En los Alpes, por ejemplo, este día comienza el conocido «descenso», cuando el ganado vacuno y ovino vuelve de los pastos después del verano. Se adornan los animales con flores en honor a la Virgen mientras descienden desde las altas montañas hasta sus cuarteles de invierno. Para los austriacos, en este día, son las golondrinas las que comienzan su migración hacia el sur.
Dos bellas oraciones
Una bella tradición de esta fiesta es la bendición de las semillas para la temporada de la siembra. De hecho, el propio Ritual Romano contiene dos bendiciones muy especiales para la ocasión:
«Santo Dios y Padre, Dios todopoderoso y eterno, te pedimos y rogamos que mires con buen corazón y justicia estas semillas y semilleros. Y hablaste a Moisés, tu sirviente, en la tierra de Egipto, diciendo «Habla a los hijos de Israel y diles: Cuando hayáis entrado en la tierra que yo os doy, y seguéis su mies, traeréis al sacerdote una gavilla por primicia de los primeros frutos de vuestra siega. Y el sacerdote mecerá la gavilla delante de Yahveh». Con esta petición, Señor, sé misericordioso e inunda con tu bendición y tu mano derecha estas semillas, que en tu bondad nace y se sustenta la vida. Que ninguna sequía ni inundación las destruya, que queden ilesas hasta que alcancen su tamaño y produzcan una abundante cosecha para el servicio del cuerpo y el alma. Te lo pedimos a ti que vives y reinas en perfecta Trinidad por siempre».

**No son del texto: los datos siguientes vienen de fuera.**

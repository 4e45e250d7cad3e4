//! Ready-made filters and defences.

use once_cell::sync::Lazy;
use regex::Regex;

use crate::chain::FilterChain;
use crate::defence::Defence;
use crate::filter::{
    ascii_regex, FilterOptions, InvalidHeaderFilter, InvalidParameterFilter, ParameterFilterOptions,
    ParameterType, Selector,
};
use crate::handler::TerminateHandler;

static NUMERIC_ID: Lazy<Regex> = Lazy::new(|| ascii_regex(r"^\d*$"));
static ISO_8601_DATE: Lazy<Regex> = Lazy::new(|| ascii_regex(r"^(\d{4}-\d{2}-\d{2}|)$"));
static MACHINE_DATE: Lazy<Regex> = Lazy::new(|| ascii_regex(r"^[\d\-]*$"));
static REQUEST_FORMAT: Lazy<Regex> = Lazy::new(|| ascii_regex(r"^[a-zA-Z0-9\-]+$"));

/// The parameter a request format is read from unless told otherwise.
pub const DEFAULT_FORMAT_PARAMETER: &str = "_format";

/// Checks that the selected parameters hold numeric IDs. Blank values pass.
pub fn numeric_id_parameter_filter(
    selector: Selector,
    options: ParameterFilterOptions,
) -> InvalidParameterFilter {
    InvalidParameterFilter::with_compiled(selector, NUMERIC_ID.clone(), options)
}

/// Checks that the selected parameters hold `YYYY-MM-DD` dates. Blank values
/// pass.
pub fn iso8601_date_parameter_filter(
    selector: Selector,
    options: ParameterFilterOptions,
) -> InvalidParameterFilter {
    InvalidParameterFilter::with_compiled(selector, ISO_8601_DATE.clone(), options)
}

/// Checks that the selected parameters hold only digits and dashes. Blank
/// values pass.
pub fn machine_date_parameter_filter(
    selector: Selector,
    options: ParameterFilterOptions,
) -> InvalidParameterFilter {
    InvalidParameterFilter::with_compiled(selector, MACHINE_DATE.clone(), options)
}

/// Checks the request-format parameter (`_format` unless `parameter_name` is
/// given): it must be a single, non-empty, alphanumeric-and-dash value.
pub fn request_format_filter(
    parameter_name: Option<&str>,
    options: FilterOptions,
) -> InvalidParameterFilter {
    let name = parameter_name
        .filter(|name| !name.trim().is_empty())
        .unwrap_or(DEFAULT_FORMAT_PARAMETER);

    InvalidParameterFilter::with_compiled(
        Selector::Names(vec![name.to_string()]),
        REQUEST_FORMAT.clone(),
        ParameterFilterOptions::from(options).with_type(ParameterType::String),
    )
}

/// Flags requests whose user agent is absent or has no letters at all.
pub fn strict_user_agent_header_filter(options: FilterOptions) -> InvalidHeaderFilter {
    InvalidHeaderFilter::from_parts("User-Agent", has_letters, options)
}

fn has_letters(user_agent: Option<&str>) -> bool {
    user_agent.map_or(false, |user_agent| {
        user_agent.chars().any(|c| c.is_ascii_alphabetic())
    })
}

/// A defence with an empty chain that terminates suspicious requests with a
/// 403 response.
pub fn default_defence() -> Defence {
    Defence::new(FilterChain::new(), TerminateHandler::new())
}

/// [`default_defence`] with the strict user-agent filter installed.
pub fn default_defence_with_basic_filters() -> Defence {
    let chain =
        FilterChain::new().with_filter(strict_user_agent_header_filter(FilterOptions::new()));

    Defence::new(chain, TerminateHandler::new())
}
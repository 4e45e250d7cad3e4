use std::fmt;
use std::str::FromStr;

use crate::error::Error;
use crate::logger::LogLevel;
use crate::request::ParameterValue;

/// Options shared by every built-in filter.
#[derive(Debug, Clone, Copy, PartialEq, Eq, Default)]
pub struct FilterOptions {
    log_level: LogLevel,
}

impl FilterOptions {
    /// Default options: findings are logged at `warning`.
    pub fn new() -> Self {
        Self::default()
    }

    /// Sets the level findings are logged at.
    pub fn with_log_level(mut self, log_level: LogLevel) -> Self {
        self.log_level = log_level;
        self
    }

    /// Returns the level findings are logged at.
    pub fn log_level(&self) -> LogLevel {
        self.log_level
    }
}

/// The shape a parameter value must have.
#[derive(Debug, Clone, Copy, PartialEq, Eq, Hash, Default)]
pub enum ParameterType {
    /// No constraint
    #[default]
    Any,
    /// A single value; lists are rejected
    String,
    /// A list of values; single values are rejected
    Array,
}

impl ParameterType {
    /// Returns the lowercase name of the type.
    pub fn as_str(self) -> &'static str {
        match self {
            ParameterType::Any => "any",
            ParameterType::String => "string",
            ParameterType::Array => "array",
        }
    }

    /// Returns `true` if `value` has this type.
    pub fn accepts(self, value: &ParameterValue) -> bool {
        match self {
            ParameterType::Any => true,
            ParameterType::String => !value.is_list(),
            ParameterType::Array => value.is_list(),
        }
    }
}

impl fmt::Display for ParameterType {
    fn fmt(&self, f: &mut fmt::Formatter<'_>) -> fmt::Result {
        f.write_str(self.as_str())
    }
}

impl FromStr for ParameterType {
    type Err = Error;

    fn from_str(s: &str) -> Result<Self, Self::Err> {
        match s {
            "any" => Ok(ParameterType::Any),
            "string" => Ok(ParameterType::String),
            "array" => Ok(ParameterType::Array),
            other => Err(Error::invalid_option(
                "type",
                other,
                "one of `any`, `string`, `array`",
            )),
        }
    }
}

/// Options for [`InvalidParameterFilter`](super::InvalidParameterFilter).
#[derive(Debug, Clone, Copy, PartialEq, Eq, Default)]
pub struct ParameterFilterOptions {
    log_level: LogLevel,
    parameter_type: ParameterType,
}

impl ParameterFilterOptions {
    /// Default options: log at `warning`, accept any type.
    pub fn new() -> Self {
        Self::default()
    }

    /// Sets the level findings are logged at.
    pub fn with_log_level(mut self, log_level: LogLevel) -> Self {
        self.log_level = log_level;
        self
    }

    /// Sets the type every selected parameter must have.
    pub fn with_type(mut self, parameter_type: ParameterType) -> Self {
        self.parameter_type = parameter_type;
        self
    }

    /// Returns the level findings are logged at.
    pub fn log_level(&self) -> LogLevel {
        self.log_level
    }

    /// Returns the required parameter type.
    pub fn parameter_type(&self) -> ParameterType {
        self.parameter_type
    }
}

impl From<FilterOptions> for ParameterFilterOptions {
    fn from(options: FilterOptions) -> Self {
        Self::new().with_log_level(options.log_level())
    }
}

#[cfg(test)]
mod tests {
    use super::*;

    #[test]
    fn defaults() {
        assert_eq!(FilterOptions::new().log_level(), LogLevel::Warning);

        let options = ParameterFilterOptions::new();
        assert_eq!(options.log_level(), LogLevel::Warning);
        assert_eq!(options.parameter_type(), ParameterType::Any);
    }

    #[test]
    fn builders_override_defaults() {
        let options = ParameterFilterOptions::new()
            .with_log_level(LogLevel::Emergency)
            .with_type(ParameterType::Array);

        assert_eq!(options.log_level(), LogLevel::Emergency);
        assert_eq!(options.parameter_type(), ParameterType::Array);
    }

    #[test]
    fn filter_options_convert_keeping_the_level() {
        let options: ParameterFilterOptions =
            FilterOptions::new().with_log_level(LogLevel::Debug).into();

        assert_eq!(options.log_level(), LogLevel::Debug);
        assert_eq!(options.parameter_type(), ParameterType::Any);
    }

    #[test]
    fn parses_type_names() {
        assert_eq!("any".parse::<ParameterType>().unwrap(), ParameterType::Any);
        assert_eq!("string".parse::<ParameterType>().unwrap(), ParameterType::String);
        assert_eq!("array".parse::<ParameterType>().unwrap(), ParameterType::Array);
    }

    #[test]
    fn rejects_unknown_type_names() {
        for name in ["integer", "String", ""] {
            let err = name.parse::<ParameterType>().unwrap_err();
            assert_eq!(err.option(), Some("type"));
        }
    }

    #[test]
    fn types_check_the_value_shape() {
        let scalar = ParameterValue::from("1");
        let list = ParameterValue::from(vec!["1", "2"]);

        assert!(ParameterType::Any.accepts(&scalar));
        assert!(ParameterType::Any.accepts(&list));
        assert!(ParameterType::String.accepts(&scalar));
        assert!(!ParameterType::String.accepts(&list));
        assert!(!ParameterType::Array.accepts(&scalar));
        assert!(ParameterType::Array.accepts(&list));
    }
}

En este primer texto se suplica a Dios «que mire estos frutos y semillas con ojos alegres y semblante alegre». Sin duda, una de las oraciones más hermosas de la liturgia latina. La oración continúa asociando la bendición de las semillas con la fiesta de las Primicias de los judíos.
Por su parte, la segunda oración rezas así:
«Dios todopoderoso y eterno, sembrador y brote de la palabra divina, que cultiva el campo de nuestros corazones con utensilios celestiales, escucha nuestras oraciones e inunda con abundantes bendiciones los campos donde se sembrarán las semillas. Con tu protección aparta la furia de los elementos, para que los frutos se llenen de tus bendiciones y puedan almacenarse ilesos en el granero, a través de Cristo nuestro Señor».
Esta segunda oración asemeja la acción de sembrar de los campesinos a la de Dios en las almas: «Sembrador y Cultivador de la Palabra celestial, que labras la tierra de nuestros corazones con rastrillos espirituales». Mientras que la primera oración se centra en las semillas, la segunda pide la bendición de los campos en los que estas serán plantadas.